Contacts and Locations

This section provides the contact details for those conducting the study, and information on where this study is being conducted.

Study Contact

Study Contact Backup

Study Locations

  • United Kingdom
      • Liverpool, United Kingdom
        • Recruiting
        • Royal Liverpool University Hospital
        • Contact:
          • Rebecca J Shaw

Participation Criteria

Researchers look for people who fit a certain description, called eligibility criteria.
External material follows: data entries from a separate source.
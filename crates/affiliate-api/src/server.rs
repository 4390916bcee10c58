//! Listener lifecycle for the directory API.
//!
//! The router is served with connect info so the click logger can fall back
//! to the socket peer address when no forwarding header is present.

use std::net::{AddrParseError, SocketAddr};
use std::sync::Arc;

use affiliate_core::config::ServerConfig;
use tokio::net::TcpListener;
use tracing::info;

use crate::router::build_router;
use crate::state::AppState;

/// Bind `server.host:server.port` and serve until `shutdown` resolves.
///
/// In-flight requests are allowed to finish after `shutdown` fires.
pub async fn start_server<F>(
    config: &ServerConfig,
    state: Arc<AppState>,
    shutdown: F,
) -> Result<(), ServerError>
where
    F: Future<Output = ()> + Send + 'static,
{
    let addr = listen_addr(config)?;
    let listener = TcpListener::bind(addr)
        .await
        .map_err(|source| ServerError::Bind { addr, source })?;
    info!(%addr, "directory API listening");

    let app = build_router(state).into_make_service_with_connect_info::<SocketAddr>();
    axum::serve(listener, app)
        .with_graceful_shutdown(shutdown)
        .await?;

    info!("directory API stopped");
    Ok(())
}

fn listen_addr(config: &ServerConfig) -> Result<SocketAddr, ServerError> {
    let raw = format!("{}:{}", config.host.trim(), config.port);
    raw.parse()
        .map_err(|source| ServerError::InvalidAddress { addr: raw, source })
}

/// Failure to start or keep serving the API.
#[derive(Debug, thiserror::Error)]
pub enum ServerError {
    /// `server.host` and `server.port` do not form a socket address.
    #[error("invalid listen address {addr}: {source}")]
    InvalidAddress {
        /// The rejected `host:port` string.
        addr: String,
        /// Parser error.
        source: AddrParseError,
    },

    /// The address is taken or not permitted.
    #[error("cannot bind {addr}: {source}")]
    Bind {
        /// The address we tried to bind.
        addr: SocketAddr,
        /// OS error.
        source: std::io::Error,
    },

    /// The accept loop failed.
    #[error("serve error: {0}")]
    Serve(#[from] std::io::Error),
}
Some examples of these criteria are a person's general health condition or prior treatments.

Eligibility Criteria

Ages Eligible for Study

18 years and older (Adult, Older Adult)

Accepts Healthy Volunteers

No

Genders Eligible for Study

All

Sampling Method

Non-Probability Sample

Study Population

Adult patients diagnosed with thrombotic thrombocytopenic purpura in the United Kingdom

Description

Inclusion Criteria:

1.Acute episode TTP:

  • Adult male or female patient ≥18 years of age at the time of signing the consent form, with a confirmed diagnosis of TTP (initial or relapse) based on ADAMTS13 <10% 2. Known diagnosis of TTP:
  • Adult male or female patient ≥ 18 years of age at time of signing the consent form, with a historical confirmed diagnosis of TTP (based on ADAMTS13 at initial presentation <10%) 3. Healthy control:
  • Non-blood relative / friend / carer of patients under the care of Haematology clinics at the Royal Liverpool University hospital or other participating centres.

Exclusion Criteria:

  1. Acute episode of TTP:

    • Participants less than 18 years old at the time of signing the consent form
    • Patient with ADAMTS13 greater than 10%
    • Patient with cancer or transplant associated MAHA will not be included
    • Patient (or NOK, where patient does not have capacity) not wishing to consent to trial

  2. Known diagnosis of TTP:

    • Participants less than 18 years old at the time of signing the consent form
    • Patient with ADAMTS13 greater than 10%
    • Patient with cancer or transplant associated MAHA will not be included
    • Patient (or NOK, where patient does not have capacity) not wishing to consent to trial

  3. For healthy control:

    • Participants less than 18 years old at the time of signing the consent form
    • Participant not wishing to consent to trial
    • Any personal or family history of thrombotic microangiopathy

Study Plan

This section provides details of the study plan, including how the study is designed and what the study is measuring.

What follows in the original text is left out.